(Saved entries)
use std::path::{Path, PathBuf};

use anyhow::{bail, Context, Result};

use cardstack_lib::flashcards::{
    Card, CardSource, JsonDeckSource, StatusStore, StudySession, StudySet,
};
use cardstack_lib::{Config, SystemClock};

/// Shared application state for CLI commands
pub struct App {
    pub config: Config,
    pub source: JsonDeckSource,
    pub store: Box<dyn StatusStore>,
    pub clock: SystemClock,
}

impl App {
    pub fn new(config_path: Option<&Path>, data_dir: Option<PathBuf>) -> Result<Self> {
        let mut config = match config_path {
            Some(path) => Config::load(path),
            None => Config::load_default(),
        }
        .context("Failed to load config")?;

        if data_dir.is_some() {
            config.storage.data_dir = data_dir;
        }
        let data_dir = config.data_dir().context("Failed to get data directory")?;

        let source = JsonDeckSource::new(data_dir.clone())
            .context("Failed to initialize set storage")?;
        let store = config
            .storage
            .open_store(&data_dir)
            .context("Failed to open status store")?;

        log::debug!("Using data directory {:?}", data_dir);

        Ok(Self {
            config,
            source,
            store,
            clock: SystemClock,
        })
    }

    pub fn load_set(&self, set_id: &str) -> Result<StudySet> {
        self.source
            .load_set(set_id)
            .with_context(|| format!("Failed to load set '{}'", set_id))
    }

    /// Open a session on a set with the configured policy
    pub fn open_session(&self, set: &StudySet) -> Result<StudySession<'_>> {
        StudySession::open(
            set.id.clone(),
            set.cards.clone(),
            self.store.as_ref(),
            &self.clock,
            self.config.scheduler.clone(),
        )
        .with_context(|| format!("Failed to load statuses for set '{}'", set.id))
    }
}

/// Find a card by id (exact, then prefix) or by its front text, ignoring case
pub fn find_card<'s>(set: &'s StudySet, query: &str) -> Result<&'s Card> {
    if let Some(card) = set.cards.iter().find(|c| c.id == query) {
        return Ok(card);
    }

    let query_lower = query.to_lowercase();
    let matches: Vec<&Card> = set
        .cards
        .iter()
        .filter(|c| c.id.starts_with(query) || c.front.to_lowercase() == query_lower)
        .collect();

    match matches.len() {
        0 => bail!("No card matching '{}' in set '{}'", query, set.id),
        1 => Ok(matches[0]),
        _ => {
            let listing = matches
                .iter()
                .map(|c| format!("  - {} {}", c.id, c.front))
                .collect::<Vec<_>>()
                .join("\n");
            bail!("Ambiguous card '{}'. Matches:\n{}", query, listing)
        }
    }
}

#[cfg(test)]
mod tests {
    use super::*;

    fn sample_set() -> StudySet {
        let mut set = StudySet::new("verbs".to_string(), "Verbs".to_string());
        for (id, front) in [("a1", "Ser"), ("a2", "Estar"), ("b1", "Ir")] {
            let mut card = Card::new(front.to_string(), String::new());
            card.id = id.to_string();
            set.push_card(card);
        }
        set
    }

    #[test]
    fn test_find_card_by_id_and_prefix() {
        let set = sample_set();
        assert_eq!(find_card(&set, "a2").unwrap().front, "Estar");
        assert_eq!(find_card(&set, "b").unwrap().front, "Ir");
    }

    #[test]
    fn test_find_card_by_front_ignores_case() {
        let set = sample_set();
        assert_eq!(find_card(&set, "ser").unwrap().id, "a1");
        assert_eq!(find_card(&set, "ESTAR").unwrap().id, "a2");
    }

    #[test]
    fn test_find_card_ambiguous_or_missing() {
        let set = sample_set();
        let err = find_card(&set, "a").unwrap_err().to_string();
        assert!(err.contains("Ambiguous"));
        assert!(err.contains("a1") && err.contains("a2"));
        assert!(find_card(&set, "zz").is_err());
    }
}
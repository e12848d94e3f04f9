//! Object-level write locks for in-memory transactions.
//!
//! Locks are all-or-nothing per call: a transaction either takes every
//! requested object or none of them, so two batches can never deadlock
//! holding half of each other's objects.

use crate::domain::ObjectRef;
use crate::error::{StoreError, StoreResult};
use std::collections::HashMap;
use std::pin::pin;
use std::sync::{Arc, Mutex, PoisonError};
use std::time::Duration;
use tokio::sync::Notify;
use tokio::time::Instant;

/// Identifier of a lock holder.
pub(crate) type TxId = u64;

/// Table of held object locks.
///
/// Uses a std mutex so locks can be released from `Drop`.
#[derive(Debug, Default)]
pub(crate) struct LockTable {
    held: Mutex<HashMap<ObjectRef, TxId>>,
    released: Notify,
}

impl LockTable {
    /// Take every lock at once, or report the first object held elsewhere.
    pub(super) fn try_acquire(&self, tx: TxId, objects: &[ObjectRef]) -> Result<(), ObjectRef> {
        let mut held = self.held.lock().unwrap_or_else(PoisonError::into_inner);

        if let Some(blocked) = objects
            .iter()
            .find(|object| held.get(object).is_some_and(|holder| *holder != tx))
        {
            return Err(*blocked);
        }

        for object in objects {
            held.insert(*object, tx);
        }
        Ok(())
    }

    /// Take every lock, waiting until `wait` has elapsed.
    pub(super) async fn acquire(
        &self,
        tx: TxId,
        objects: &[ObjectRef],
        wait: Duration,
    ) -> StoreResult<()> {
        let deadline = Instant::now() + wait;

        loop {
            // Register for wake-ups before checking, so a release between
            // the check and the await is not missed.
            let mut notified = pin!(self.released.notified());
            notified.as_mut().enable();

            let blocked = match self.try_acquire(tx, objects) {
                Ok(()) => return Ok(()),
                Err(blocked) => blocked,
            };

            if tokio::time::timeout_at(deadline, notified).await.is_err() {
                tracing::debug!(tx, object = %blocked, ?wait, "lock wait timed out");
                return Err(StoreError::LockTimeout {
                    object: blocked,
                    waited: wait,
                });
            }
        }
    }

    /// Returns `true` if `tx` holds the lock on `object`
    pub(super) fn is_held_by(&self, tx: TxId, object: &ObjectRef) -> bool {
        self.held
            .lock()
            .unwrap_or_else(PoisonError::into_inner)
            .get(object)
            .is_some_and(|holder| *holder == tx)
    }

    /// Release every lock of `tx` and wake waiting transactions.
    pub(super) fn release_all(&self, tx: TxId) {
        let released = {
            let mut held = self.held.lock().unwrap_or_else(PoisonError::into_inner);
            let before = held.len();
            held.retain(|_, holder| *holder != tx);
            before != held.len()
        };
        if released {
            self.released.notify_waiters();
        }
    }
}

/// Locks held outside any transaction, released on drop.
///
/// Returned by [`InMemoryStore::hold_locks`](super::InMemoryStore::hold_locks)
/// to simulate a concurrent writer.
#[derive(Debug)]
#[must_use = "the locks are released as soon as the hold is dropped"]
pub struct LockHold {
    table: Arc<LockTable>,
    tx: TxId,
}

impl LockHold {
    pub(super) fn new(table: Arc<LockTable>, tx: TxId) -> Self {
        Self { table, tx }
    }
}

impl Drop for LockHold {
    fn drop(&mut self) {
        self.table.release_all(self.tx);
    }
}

...

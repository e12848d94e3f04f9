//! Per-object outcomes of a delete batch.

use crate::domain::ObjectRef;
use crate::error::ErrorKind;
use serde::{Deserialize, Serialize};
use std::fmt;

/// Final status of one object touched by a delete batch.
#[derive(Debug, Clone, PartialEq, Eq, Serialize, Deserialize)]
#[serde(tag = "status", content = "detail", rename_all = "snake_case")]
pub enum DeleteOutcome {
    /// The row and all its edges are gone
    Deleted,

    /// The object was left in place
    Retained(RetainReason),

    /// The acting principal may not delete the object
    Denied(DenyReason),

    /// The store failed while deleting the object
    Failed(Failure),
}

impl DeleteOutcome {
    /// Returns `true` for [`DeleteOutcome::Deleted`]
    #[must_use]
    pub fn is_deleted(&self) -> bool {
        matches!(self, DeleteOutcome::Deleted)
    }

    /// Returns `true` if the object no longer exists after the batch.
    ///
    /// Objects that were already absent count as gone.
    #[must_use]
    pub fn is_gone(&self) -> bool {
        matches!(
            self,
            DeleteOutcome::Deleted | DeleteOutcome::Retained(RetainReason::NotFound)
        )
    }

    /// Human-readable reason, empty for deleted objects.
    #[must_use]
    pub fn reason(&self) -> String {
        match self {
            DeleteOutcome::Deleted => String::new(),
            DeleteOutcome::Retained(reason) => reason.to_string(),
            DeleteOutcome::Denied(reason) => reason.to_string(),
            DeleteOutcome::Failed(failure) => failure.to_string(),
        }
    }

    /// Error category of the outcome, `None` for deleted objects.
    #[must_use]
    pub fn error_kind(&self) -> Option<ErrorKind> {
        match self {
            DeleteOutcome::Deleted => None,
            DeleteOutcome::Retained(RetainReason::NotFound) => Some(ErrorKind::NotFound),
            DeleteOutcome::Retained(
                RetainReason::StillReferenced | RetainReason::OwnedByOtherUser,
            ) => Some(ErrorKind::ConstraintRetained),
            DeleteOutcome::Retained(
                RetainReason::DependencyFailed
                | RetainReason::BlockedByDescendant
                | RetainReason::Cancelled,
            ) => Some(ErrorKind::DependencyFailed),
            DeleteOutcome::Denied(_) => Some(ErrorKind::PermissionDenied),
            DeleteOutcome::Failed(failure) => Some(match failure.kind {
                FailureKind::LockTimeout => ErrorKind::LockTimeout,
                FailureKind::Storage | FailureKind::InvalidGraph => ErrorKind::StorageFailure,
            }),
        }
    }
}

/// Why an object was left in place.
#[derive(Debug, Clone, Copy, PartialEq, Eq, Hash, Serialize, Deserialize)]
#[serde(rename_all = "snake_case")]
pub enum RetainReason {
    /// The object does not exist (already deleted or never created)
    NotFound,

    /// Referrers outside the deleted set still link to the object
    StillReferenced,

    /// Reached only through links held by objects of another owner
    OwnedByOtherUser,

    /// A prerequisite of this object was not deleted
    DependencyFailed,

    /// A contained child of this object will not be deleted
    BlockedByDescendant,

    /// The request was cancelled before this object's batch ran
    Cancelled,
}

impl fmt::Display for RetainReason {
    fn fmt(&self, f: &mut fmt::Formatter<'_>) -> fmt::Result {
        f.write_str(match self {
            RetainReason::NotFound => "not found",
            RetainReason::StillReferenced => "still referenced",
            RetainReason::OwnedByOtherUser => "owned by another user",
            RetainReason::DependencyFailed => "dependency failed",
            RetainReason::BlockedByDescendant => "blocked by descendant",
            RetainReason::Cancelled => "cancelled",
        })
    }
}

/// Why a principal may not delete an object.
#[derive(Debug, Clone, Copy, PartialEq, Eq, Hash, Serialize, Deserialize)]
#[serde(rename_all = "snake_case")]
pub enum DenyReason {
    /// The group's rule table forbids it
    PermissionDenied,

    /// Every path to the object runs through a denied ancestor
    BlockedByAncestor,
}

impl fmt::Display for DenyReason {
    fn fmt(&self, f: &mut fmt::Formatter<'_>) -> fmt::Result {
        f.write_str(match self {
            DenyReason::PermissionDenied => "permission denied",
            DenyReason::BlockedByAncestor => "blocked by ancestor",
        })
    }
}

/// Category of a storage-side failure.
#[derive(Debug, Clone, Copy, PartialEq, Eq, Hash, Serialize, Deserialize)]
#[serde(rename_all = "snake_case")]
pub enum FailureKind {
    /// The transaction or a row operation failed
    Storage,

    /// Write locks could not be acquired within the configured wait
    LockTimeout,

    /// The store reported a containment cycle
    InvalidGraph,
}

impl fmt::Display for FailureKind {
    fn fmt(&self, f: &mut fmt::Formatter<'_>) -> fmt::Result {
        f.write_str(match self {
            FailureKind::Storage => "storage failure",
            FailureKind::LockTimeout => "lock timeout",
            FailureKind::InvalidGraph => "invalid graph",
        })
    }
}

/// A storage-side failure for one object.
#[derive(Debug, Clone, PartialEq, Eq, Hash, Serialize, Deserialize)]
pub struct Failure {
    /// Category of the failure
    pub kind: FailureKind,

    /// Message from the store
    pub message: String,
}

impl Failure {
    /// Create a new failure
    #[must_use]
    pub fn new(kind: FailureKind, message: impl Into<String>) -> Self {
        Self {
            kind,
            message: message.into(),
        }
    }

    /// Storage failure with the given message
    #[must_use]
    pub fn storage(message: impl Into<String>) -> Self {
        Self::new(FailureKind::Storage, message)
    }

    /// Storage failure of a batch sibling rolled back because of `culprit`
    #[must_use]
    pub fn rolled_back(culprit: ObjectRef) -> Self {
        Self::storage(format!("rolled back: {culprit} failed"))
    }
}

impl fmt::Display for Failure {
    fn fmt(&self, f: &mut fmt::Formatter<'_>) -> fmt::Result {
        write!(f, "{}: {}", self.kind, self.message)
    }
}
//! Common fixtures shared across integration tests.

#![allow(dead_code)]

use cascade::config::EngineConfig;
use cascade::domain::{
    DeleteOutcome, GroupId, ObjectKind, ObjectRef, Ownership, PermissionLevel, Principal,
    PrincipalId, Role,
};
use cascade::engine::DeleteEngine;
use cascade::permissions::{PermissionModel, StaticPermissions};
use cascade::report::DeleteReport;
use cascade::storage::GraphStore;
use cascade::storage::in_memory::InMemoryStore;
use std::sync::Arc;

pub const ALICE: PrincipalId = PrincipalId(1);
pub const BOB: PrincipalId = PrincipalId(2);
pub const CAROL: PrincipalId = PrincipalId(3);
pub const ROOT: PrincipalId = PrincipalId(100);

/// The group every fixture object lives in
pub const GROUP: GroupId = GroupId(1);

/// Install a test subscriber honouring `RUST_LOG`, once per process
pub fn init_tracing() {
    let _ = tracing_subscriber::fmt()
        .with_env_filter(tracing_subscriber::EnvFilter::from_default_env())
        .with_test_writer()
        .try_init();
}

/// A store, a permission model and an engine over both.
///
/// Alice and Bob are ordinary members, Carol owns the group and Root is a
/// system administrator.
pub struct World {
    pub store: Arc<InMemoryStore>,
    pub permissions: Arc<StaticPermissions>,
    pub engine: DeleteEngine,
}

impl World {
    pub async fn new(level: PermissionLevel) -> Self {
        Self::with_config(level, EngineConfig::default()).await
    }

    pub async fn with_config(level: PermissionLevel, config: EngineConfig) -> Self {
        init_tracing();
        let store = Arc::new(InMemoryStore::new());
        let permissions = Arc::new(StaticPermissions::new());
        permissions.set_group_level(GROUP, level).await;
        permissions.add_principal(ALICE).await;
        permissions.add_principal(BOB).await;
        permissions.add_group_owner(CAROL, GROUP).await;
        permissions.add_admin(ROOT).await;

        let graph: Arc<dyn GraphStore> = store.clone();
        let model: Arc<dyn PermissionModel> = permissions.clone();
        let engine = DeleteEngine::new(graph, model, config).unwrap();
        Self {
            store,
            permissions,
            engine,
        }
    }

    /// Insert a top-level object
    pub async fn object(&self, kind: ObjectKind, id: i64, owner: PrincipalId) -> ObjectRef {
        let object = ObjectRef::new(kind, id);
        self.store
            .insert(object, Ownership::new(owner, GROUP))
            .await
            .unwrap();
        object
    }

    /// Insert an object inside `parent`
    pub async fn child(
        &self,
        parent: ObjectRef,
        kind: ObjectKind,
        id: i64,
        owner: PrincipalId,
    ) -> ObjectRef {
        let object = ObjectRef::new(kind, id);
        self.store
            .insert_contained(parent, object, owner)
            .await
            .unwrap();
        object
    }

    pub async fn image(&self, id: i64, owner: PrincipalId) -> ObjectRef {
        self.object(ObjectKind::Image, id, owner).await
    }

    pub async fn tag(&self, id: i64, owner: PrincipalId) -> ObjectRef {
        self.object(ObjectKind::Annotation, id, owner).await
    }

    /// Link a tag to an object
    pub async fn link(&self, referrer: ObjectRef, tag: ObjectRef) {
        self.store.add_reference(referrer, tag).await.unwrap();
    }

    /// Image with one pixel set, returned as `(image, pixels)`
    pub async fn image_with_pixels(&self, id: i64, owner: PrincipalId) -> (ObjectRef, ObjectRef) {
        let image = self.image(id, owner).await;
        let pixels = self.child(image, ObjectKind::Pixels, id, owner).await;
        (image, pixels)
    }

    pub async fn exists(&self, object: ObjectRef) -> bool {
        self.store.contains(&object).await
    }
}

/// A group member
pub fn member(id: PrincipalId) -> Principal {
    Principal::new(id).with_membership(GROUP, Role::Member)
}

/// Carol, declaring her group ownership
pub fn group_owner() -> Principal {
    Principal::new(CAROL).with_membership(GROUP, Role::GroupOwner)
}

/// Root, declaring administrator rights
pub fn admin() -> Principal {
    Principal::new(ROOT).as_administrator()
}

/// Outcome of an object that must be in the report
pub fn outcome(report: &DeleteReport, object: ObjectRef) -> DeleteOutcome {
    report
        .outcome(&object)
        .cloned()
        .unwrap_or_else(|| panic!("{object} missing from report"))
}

Your goal: With the line that has "a new failure" as the first and the line that has "object lives in" as the last, repeat exactly that run of lines above and no more.

Solution below:
    /// Create a new failure
    #[must_use]
    pub fn new(kind: FailureKind, message: impl Into<String>) -> Self {
        Self {
            kind,
            message: message.into(),
        }
    }

    /// Storage failure with the given message
    #[must_use]
    pub fn storage(message: impl Into<String>) -> Self {
        Self::new(FailureKind::Storage, message)
    }

    /// Storage failure of a batch sibling rolled back because of `culprit`
    #[must_use]
    pub fn rolled_back(culprit: ObjectRef) -> Self {
        Self::storage(format!("rolled back: {culprit} failed"))
    }
}

impl fmt::Display for Failure {
    fn fmt(&self, f: &mut fmt::Formatter<'_>) -> fmt::Result {
        write!(f, "{}: {}", self.kind, self.message)
    }
}
//! Common fixtures shared across integration tests.

#![allow(dead_code)]

use cascade::config::EngineConfig;
use cascade::domain::{
    DeleteOutcome, GroupId, ObjectKind, ObjectRef, Ownership, PermissionLevel, Principal,
    PrincipalId, Role,
};
use cascade::engine::DeleteEngine;
use cascade::permissions::{PermissionModel, StaticPermissions};
use cascade::report::DeleteReport;
use cascade::storage::GraphStore;
use cascade::storage::in_memory::InMemoryStore;
use std::sync::Arc;

pub const ALICE: PrincipalId = PrincipalId(1);
pub const BOB: PrincipalId = PrincipalId(2);
pub const CAROL: PrincipalId = PrincipalId(3);
pub const ROOT: PrincipalId = PrincipalId(100);

/// The group every fixture object lives in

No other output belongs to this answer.